_Saved data entries_
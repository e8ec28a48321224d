use chrono::Utc;
use sqlx::SqlitePool;

use super::SqliteInitError;

/// Runs versioned migrations for the session blob and grade log schema.
pub async fn run_migrations(pool: &SqlitePool) -> Result<(), SqliteInitError> {
    async fn is_applied(pool: &SqlitePool, version: i64) -> Result<bool, sqlx::Error> {
        let row = sqlx::query("SELECT 1 FROM schema_migrations WHERE version = ?1")
            .bind(version)
            .fetch_optional(pool)
            .await?;
        Ok(row.is_some())
    }

    sqlx::query(
        r"
            CREATE TABLE IF NOT EXISTS schema_migrations (
                version INTEGER PRIMARY KEY,
                applied_at TEXT NOT NULL
            );
            ",
    )
    .execute(pool)
    .await?;

    // Version 1: session blobs and grade events.
    if !is_applied(pool, 1).await? {
        let mut tx = pool.begin().await?;

        sqlx::query(
            r"
                CREATE TABLE IF NOT EXISTS session_blobs (
                    key TEXT PRIMARY KEY,
                    blob TEXT NOT NULL,
                    updated_at TEXT NOT NULL
                );
            ",
        )
        .execute(&mut *tx)
        .await?;

        sqlx::query(
            r"
                CREATE TABLE IF NOT EXISTS grade_events (
                    id INTEGER PRIMARY KEY,
                    unit_id TEXT NOT NULL,
                    qtag TEXT NOT NULL,
                    part_label TEXT NOT NULL,
                    model TEXT NOT NULL,
                    result TEXT NOT NULL,
                    latency_ms INTEGER NOT NULL CHECK (latency_ms >= 0),
                    created_at TEXT NOT NULL
                );
            ",
        )
        .execute(&mut *tx)
        .await?;

        sqlx::query(
            r"
                CREATE INDEX IF NOT EXISTS idx_grade_events_unit_qtag_created
                    ON grade_events (unit_id, qtag, created_at);
            ",
        )
        .execute(&mut *tx)
        .await?;

        sqlx::query(
            r"
                INSERT INTO schema_migrations (version, applied_at)
                VALUES (?1, ?2)
                ON CONFLICT(version) DO NOTHING
            ",
        )
        .bind(1_i64)
        .bind(Utc::now())
        .execute(&mut *tx)
        .await?;

        tx.commit().await?;
    }

    Ok(())
}
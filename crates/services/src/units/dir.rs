use std::collections::BTreeMap;
use std::path::{Path, PathBuf};
use std::sync::RwLock;

use async_trait::async_trait;
use grader_core::model::{Question, Unit, UnitId};
use serde::Deserialize;
use tracing::{debug, info, warn};

use super::UnitProvider;
use crate::error::UnitProviderError;

/// File each unit directory must contain.
pub const UNIT_FILE_NAME: &str = "unit.json";

#[derive(Debug, Deserialize)]
struct UnitFile {
    questions: Vec<Question>,
}

/// Discovers units as subdirectories of a root folder.
///
/// A subdirectory is a unit when it contains [`UNIT_FILE_NAME`]. Units that
/// fail to parse are skipped with a warning so one bad upload does not hide
/// the rest.
pub struct DirUnitProvider {
    root: PathBuf,
    units: RwLock<BTreeMap<UnitId, Unit>>,
}

impl DirUnitProvider {
    #[must_use]
    pub fn new(root: impl Into<PathBuf>) -> Self {
        Self {
            root: root.into(),
            units: RwLock::new(BTreeMap::new()),
        }
    }

    /// Build a provider and run discovery once.
    ///
    /// # Errors
    ///
    /// Returns `UnitProviderError::Io` if the root cannot be listed.
    pub async fn open(root: impl Into<PathBuf>) -> Result<Self, UnitProviderError> {
        let provider = Self::new(root);
        provider.reload().await?;
        Ok(provider)
    }

    #[must_use]
    pub fn root(&self) -> &Path {
        &self.root
    }

    async fn discover(&self) -> Result<BTreeMap<UnitId, Unit>, UnitProviderError> {
        let io_err = |path: &Path, source| UnitProviderError::Io {
            path: path.display().to_string(),
            source,
        };

        let mut found = BTreeMap::new();
        let mut dir = tokio::fs::read_dir(&self.root)
            .await
            .map_err(|e| io_err(&self.root, e))?;

        while let Some(item) = dir.next_entry().await.map_err(|e| io_err(&self.root, e))? {
            let folder = item.path();
            if !item.file_type().await.is_ok_and(|t| t.is_dir()) {
                continue;
            }
            let Some(name) = folder.file_name().and_then(|n| n.to_str()) else {
                continue;
            };

            let unit_path = folder.join(UNIT_FILE_NAME);
            if !tokio::fs::try_exists(&unit_path).await.unwrap_or(false) {
                debug!(folder = %folder.display(), "skipping folder without {UNIT_FILE_NAME}");
                continue;
            }

            match load_unit(UnitId::new(name), &unit_path).await {
                Ok(unit) => {
                    debug!(unit = %unit.id(), questions = unit.questions().len(), "discovered unit");
                    found.insert(unit.id().clone(), unit);
                }
                Err(err) => warn!(folder = %folder.display(), error = %err, "skipping invalid unit"),
            }
        }

        if found.is_empty() {
            warn!(root = %self.root.display(), "no valid units found");
        }
        Ok(found)
    }
}

async fn load_unit(id: UnitId, path: &Path) -> Result<Unit, UnitProviderError> {
    let raw = tokio::fs::read_to_string(path)
        .await
        .map_err(|source| UnitProviderError::Io {
            path: path.display().to_string(),
            source,
        })?;
    let file: UnitFile = serde_json::from_str(&raw).map_err(|e| UnitProviderError::Parse {
        path: path.display().to_string(),
        message: e.to_string(),
    })?;
    Ok(Unit::new(id, file.questions)?)
}

#[async_trait]
impl UnitProvider for DirUnitProvider {
    async fn list_units(&self) -> Result<Vec<UnitId>, UnitProviderError> {
        let guard = self.units.read().map_err(|e| UnitProviderError::Io {
            path: self.root.display().to_string(),
            source: std::io::Error::other(e.to_string()),
        })?;
        Ok(guard.keys().cloned().collect())
    }

    async fn get_unit(&self, id: &UnitId) -> Result<Unit, UnitProviderError> {
        let guard = self.units.read().map_err(|e| UnitProviderError::Io {
            path: self.root.display().to_string(),
            source: std::io::Error::other(e.to_string()),
        })?;
        guard
            .get(id)
            .cloned()
            .ok_or_else(|| UnitProviderError::UnknownUnit(id.clone()))
    }

    async fn reload(&self) -> Result<(), UnitProviderError> {
        let found = self.discover().await?;
        info!(root = %self.root.display(), units = found.len(), "unit discovery complete");
        let mut guard = self.units.write().map_err(|e| UnitProviderError::Io {
            path: self.root.display().to_string(),
            source: std::io::Error::other(e.to_string()),
        })?;
        *guard = found;
        Ok(())
    }
}

#[cfg(test)]
mod tests {
    use super::*;
    use grader_core::model::Qtag;

    const UNIT_JSON: &str = r#"{
        "questions": [
            {"qtag": "q1", "text": "Compute the current.", "grade": true,
             "parts": [{"label": "a", "points": 5}, {"label": "b", "points": 5}],
             "reference_solution": "I = V/R", "grading_notes": "Units required."},
            {"qtag": "q2", "text": "Warm-up", "grade": false, "points": 2}
        ]
    }"#;

    fn write_unit(root: &Path, name: &str, body: &str) {
        let dir = root.join(name);
        std::fs::create_dir_all(&dir).unwrap();
        std::fs::write(dir.join(UNIT_FILE_NAME), body).unwrap();
    }

    #[tokio::test]
    async fn discovers_units_sorted_by_name() {
        let root = tempfile::tempdir().unwrap();
        write_unit(root.path(), "unit2", UNIT_JSON);
        write_unit(root.path(), "unit1", UNIT_JSON);
        std::fs::create_dir_all(root.path().join("empty")).unwrap();
        std::fs::write(root.path().join("stray.txt"), "x").unwrap();

        let provider = DirUnitProvider::open(root.path()).await.unwrap();
        let ids = provider.list_units().await.unwrap();
        assert_eq!(ids, [UnitId::new("unit1"), UnitId::new("unit2")]);

        let unit = provider.get_unit(&UnitId::new("unit1")).await.unwrap();
        assert_eq!(unit.qtags(), [Qtag::new("q1"), Qtag::new("q2")]);
        let q1 = unit.question(&Qtag::new("q1")).unwrap();
        assert_eq!(q1.total_points(), 10);
        assert_eq!(q1.reference_solution(), "I = V/R");
    }

    #[tokio::test]
    async fn invalid_units_are_skipped() {
        let root = tempfile::tempdir().unwrap();
        write_unit(root.path(), "good", UNIT_JSON);
        write_unit(root.path(), "broken", "{ not json");
        write_unit(
            root.path(),
            "dupes",
            r#"{"questions":[{"qtag":"q1"},{"qtag":"q1"}]}"#,
        );

        let provider = DirUnitProvider::open(root.path()).await.unwrap();
        assert_eq!(provider.list_units().await.unwrap(), [UnitId::new("good")]);
    }

    #[tokio::test]
    async fn reload_picks_up_changes() {
        let root = tempfile::tempdir().unwrap();
        write_unit(root.path(), "unit1", UNIT_JSON);
        let provider = DirUnitProvider::open(root.path()).await.unwrap();

        write_unit(
            root.path(),
            "unit1",
            r#"{"questions":[{"qtag":"q1","grade":true,"points":3}]}"#,
        );
        provider.reload().await.unwrap();

        let unit = provider.get_unit(&UnitId::new("unit1")).await.unwrap();
        assert_eq!(unit.qtags(), [Qtag::new("q1")]);
    }

    #[tokio::test]
    async fn unknown_unit_is_an_error() {
        let root = tempfile::tempdir().unwrap();
        let provider = DirUnitProvider::open(root.path()).await.unwrap();
        let err = provider.get_unit(&UnitId::new("nope")).await.unwrap_err();
        assert!(matches!(err, UnitProviderError::UnknownUnit(_)));
    }

    #[tokio::test]
    async fn missing_root_fails() {
        let root = tempfile::tempdir().unwrap();
        let result = DirUnitProvider::open(root.path().join("absent")).await;
        assert!(matches!(result, Err(UnitProviderError::Io { .. })));
    }
}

_Work required_
Retype only this portion of the data above: the line containing "if !item.file_type().await.is_ok_and(|t| t.is_dir())", the line containing "let unit_path = folder.join(UNIT_FILE_NAME);", and all lines between them, exactly.

_Solution to this problem_
            if !item.file_type().await.is_ok_and(|t| t.is_dir()) {
                continue;
            }
            let Some(name) = folder.file_name().and_then(|n| n.to_str()) else {
                continue;
            };

            let unit_path = folder.join(UNIT_FILE_NAME);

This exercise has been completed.